Several strong earning results helped lift investor sentiment on Wednesday, with Coca-Cola raising its full-year sales and profit forecasts as it anticipated surging demand from reopened restaurants and stadiums. Ad group Interpublic and telecom conglomerate Verizon also beat consensus estimates set by analysts.

Tancredi Cordero, head of investment advisory boutique Kuros Associates, said many of his clients were still buying equities “because the alternatives are poor”. Government bonds, he said, provided “a lot of volatility for not much of a return”.

Line chart of Performance (%) showing US stocks rebound from Monday sell-off

US government debt sold off on Wednesday, taking the yield on the benchmark 10-year Treasury 0.07 percentage points higher to 1.29 per cent. The 10-year note did, however, remain near its lowest level since late February following a strong rally earlier this week and the losses moderated after an auction of 20-year Treasuries showed there was still “reasonable” investor demand, according to strategists with BMO Capital Markets.

Against this backdrop of growing confidence in earnings, Deutsche Bank strategists warned that company bosses may be overly optimistic about pent-up lockdown savings flowing in to corporate coffers.

“Many corporates have pencilled in a strong rebound in earnings this year backed by forecasts of robust pent-up demand. Yet so far there is little evidence of the spending surge that so many expect,” Deutsche’s Olga Cotaga and Luke Templeman wrote in a research note.

“Many people see their recent savings as windfall gains instead of income and, psychologically, this makes them harder to spend.”
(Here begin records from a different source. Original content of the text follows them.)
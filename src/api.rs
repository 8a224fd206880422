//! Health & Status API endpoints
//!
//! - GET /health  - Relayer identity and destination (JSON)
//! - GET /healthz - Liveness probe
//! - GET /metrics - Prometheus metrics
//! - GET /status  - Uptime, guard size, in-flight submissions, journal counts
//! - GET /pending - Journal entries not yet released

use std::net::SocketAddr;
use std::sync::Arc;
use std::time::Instant;

use alloy::primitives::Address;
use axum::{
    extract::State,
    http::{header, StatusCode},
    response::{IntoResponse, Json, Response},
    routing::get,
    Router,
};
use prometheus::{Encoder, TextEncoder};
use serde::Serialize;
use tokio::net::TcpListener;
use tracing::{info, warn};

use crate::db::{Journal, JournalCounts, JournalEntry};
use crate::guard::ReplayGuard;
use crate::metrics;

const PENDING_LIMIT: i64 = 50;

/// Shared state for the HTTP server
#[derive(Clone)]
pub struct AppState {
    pub journal: Arc<dyn Journal>,
    pub guard: Arc<ReplayGuard>,
    pub destination: Address,
    pub relayer: Address,
    pub started_at: Instant,
}

impl AppState {
    pub fn new(
        journal: Arc<dyn Journal>,
        guard: Arc<ReplayGuard>,
        destination: Address,
        relayer: Address,
    ) -> Self {
        Self {
            journal,
            guard,
            destination,
            relayer,
            started_at: Instant::now(),
        }
    }
}

#[derive(Debug, Serialize)]
pub struct HealthResponse {
    pub status: String,
    pub relayer: String,
    pub destination: String,
}

#[derive(Debug, Serialize)]
pub struct StatusResponse {
    pub status: String,
    pub uptime_seconds: u64,
    pub guard_entries: usize,
    pub in_flight: i64,
    pub journal: JournalCounts,
}

#[derive(Debug, Serialize)]
pub struct PendingResponse {
    pub releases: Vec<JournalEntry>,
}

async fn health_check(State(state): State<AppState>) -> Json<HealthResponse> {
    Json(HealthResponse {
        status: "healthy".to_string(),
        relayer: format!("{}", state.relayer),
        destination: format!("{}", state.destination),
    })
}

/// Liveness probe (always returns OK if server is running)
async fn liveness() -> &'static str {
    "OK"
}

async fn status(State(state): State<AppState>) -> Json<StatusResponse> {
    let journal = match state.journal.counts(state.destination).await {
        Ok(counts) => counts,
        Err(e) => {
            warn!(error = %e, "Failed to read journal counts");
            JournalCounts::default()
        }
    };

    Json(StatusResponse {
        status: "ok".to_string(),
        uptime_seconds: state.started_at.elapsed().as_secs(),
        guard_entries: state.guard.len(),
        in_flight: metrics::IN_FLIGHT.get(),
        journal,
    })
}

async fn pending(State(state): State<AppState>) -> Response {
    match state.journal.unreleased(state.destination, PENDING_LIMIT).await {
        Ok(releases) => Json(PendingResponse { releases }).into_response(),
        Err(e) => {
            warn!(error = %e, "Failed to read pending releases");
            (StatusCode::SERVICE_UNAVAILABLE, "journal unavailable").into_response()
        }
    }
}

/// Prometheus metrics endpoint
async fn prometheus_metrics() -> Response {
    let encoder = TextEncoder::new();
    let metric_families = prometheus::gather();
    let mut buffer = Vec::new();

    if encoder.encode(&metric_families, &mut buffer).is_err() {
        return (StatusCode::INTERNAL_SERVER_ERROR, "Failed to encode metrics").into_response();
    }

    match Response::builder()
        .header(header::CONTENT_TYPE, encoder.format_type())
        .body(axum::body::Body::from(buffer))
    {
        Ok(resp) => resp,
        Err(_) => (
            StatusCode::INTERNAL_SERVER_ERROR,
            "Failed to build metrics response",
        )
            .into_response(),
    }
}

pub fn router(state: AppState) -> Router {
    Router::new()
        .route("/health", get(health_check))
        .route("/healthz", get(liveness))
        .route("/status", get(status))
        .route("/pending", get(pending))
        .route("/metrics", get(prometheus_metrics))
        .with_state(state)
}

/// Serve the API on an already bound listener
pub async fn serve(listener: TcpListener, state: AppState) -> eyre::Result<()> {
    metrics::UP.set(1.0);
    axum::serve(listener, router(state)).await?;
    Ok(())
}

/// Start the API server (combines metrics and status endpoints)
pub async fn start_api_server(addr: SocketAddr, state: AppState) -> eyre::Result<()> {
    let listener = TcpListener::bind(addr).await?;
    info!(%addr, "API server started");
    serve(listener, state).await
}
Column chart of FTSE 100 index, daily % change showing Best day for UK stocks in five months

Other analysts cautioned that the highly transmissible Delta strain of coronavirus could cause economic stagflation by denting growth and exacerbating price rises caused by jammed-up global supply chains.

“If the virus begins to spread rapidly again, that would curtail economic growth and prolong the inflationary supply chain disruptions that have affected so many industries, including semiconductors and housing,” said Nancy Davis, founder of Quadratic Capital Management.

In the US, the seven-day rolling average for new coronavirus cases in the country has more than doubled from several weeks ago, according to Johns Hopkins University.

In Europe, more positive company results lifted bourses. UK clothing retailer Next raised its earnings guidance, saying consumers’ lockdown savings were being unleashed.

London’s FTSE 100 closed up 1.7 per cent for the benchmark’s best daily performance since mid-February, while the continent-wide Stoxx 600 index rose by the same amount as traders also banked on the ECB increasing its bond-buying plans beyond the end of its €1.85tn pandemic emergency purchase programme at a meeting on Thursday.

Brent crude, the international oil benchmark, gained 4.2 per cent to $72.23 a barrel after shedding almost 7 per cent on Monday, following an agreement by members of producer group Opec+ to raise production by 400,000 barrels a day each month from August.